A entrevista a Jorge Patrão, presidente da RTSE fê-lo
tomar consciência da importância destes painéis,
bem como a necessidade de uma intervenção urgente.
Um tesouro na Casa das Morgadas
Bem perto de nós, numa
rua estreita, um mundo desconhecido espera-nos. Um palacete quinhentista,
classificado como Imóvel de Valor Concelhio, aguarda a
nossa visita. Por detrás de uma porta fechada, encontra-se
uma das obras mais significativas do património histórico
da Covilhã.
Numa sala grande, um tecto majestoso, em forma de caixotão,
acolhe-nos. No centro vêem-se quatro painéis pintados
em madeira. Representados neles, figuras femininas alusivas a
quatro continentes: Europa, Ásia, África e América.
Junto de cada uma delas, sinais de gente e das suas actividades.
Os oito painéis em volta desenvolvem os temas principais.
Árvores, rios, aves raras, transportam-nos para paisagens
exóticas. Um mundo conhecido mistura-se com os novo espaços
acabados de descobrir.
Num dos painéis acerca do Brasil, vê-se uma caravela
ancorada num "porto seguro". No painel seguinte, um
papagaio, empoleirado numa árvore, parece dar-nos as boas
vindas. Perdido no arvoredo, um castelo lembra o encontro de
civilizações que os descobrimentos proporcionaram.
Apesar dos maus tratos sofridos, estas pinturas, escurecidas
pelo tempo, são um convite ao sonho e à imaginação.
Para Elisa Pinheiro, directora do Museu de Lanifícios
da Universidade da Beira Interior, os painéis da Casa
das Morgadas são um exemplar raro na pintura da época.

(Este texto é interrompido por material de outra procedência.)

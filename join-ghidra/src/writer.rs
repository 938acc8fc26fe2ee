//! Deterministic disk writers for the joined dataset.

use std::path::Path;

use align_common::json::{to_json_string, to_jsonl_string};

use crate::error::GhidraJoinError;
use crate::schema::{JoinReport, JoinedFunctionRow, JoinedVariableRow};

fn write_string(path: &Path, contents: &str) -> Result<(), GhidraJoinError> {
    std::fs::write(path, contents).map_err(GhidraJoinError::from)
}

pub fn write_report(path: &Path, report: &JoinReport) -> Result<(), GhidraJoinError> {
    let rendered = to_json_string(report)?;
    write_string(path, &rendered)
}

pub fn write_functions(path: &Path, rows: &[JoinedFunctionRow]) -> Result<(), GhidraJoinError> {
    let rendered = to_jsonl_string(rows)?;
    write_string(path, &rendered)
}

pub fn write_variables(path: &Path, rows: &[JoinedVariableRow]) -> Result<(), GhidraJoinError> {
    let rendered = to_jsonl_string(rows)?;
    write_string(path, &rendered)
}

"Estas pinturas abordam um tema profano, raro no universo
religioso daqueles tempos. Os elementos da vida vegetal e animal
dos novos continentes, mostram uma abertura ao humanismo ".
Salienta esta historiadora, membro do Centro de Estudos e Protecção
do Património : "O tema das descobertas, a exuberância
dos elementos da flora e da fauna, os papagaios, transmitem-nos
o conhecimento das novas realidades". No que se refere ao
estilo, "a pintura contém traços de naturalismo
e, sobretudo, marcas simbólicas". Já quanto
à forma, Elisa Pinheiro reconhece: "A organização
do espaço é interessante. Os quatro painéis
dão o mote e são o fecho. Depois, há o desenvolvimento
nos painéis laterais".
Caminhos para a recuperação
São precisamente estes
os painéis que se encontram em pior estado. Infiltrações
de água e um bem intencionado, mas desastrado, envernizamento
com óleo e linhaça danificaram as pinturas.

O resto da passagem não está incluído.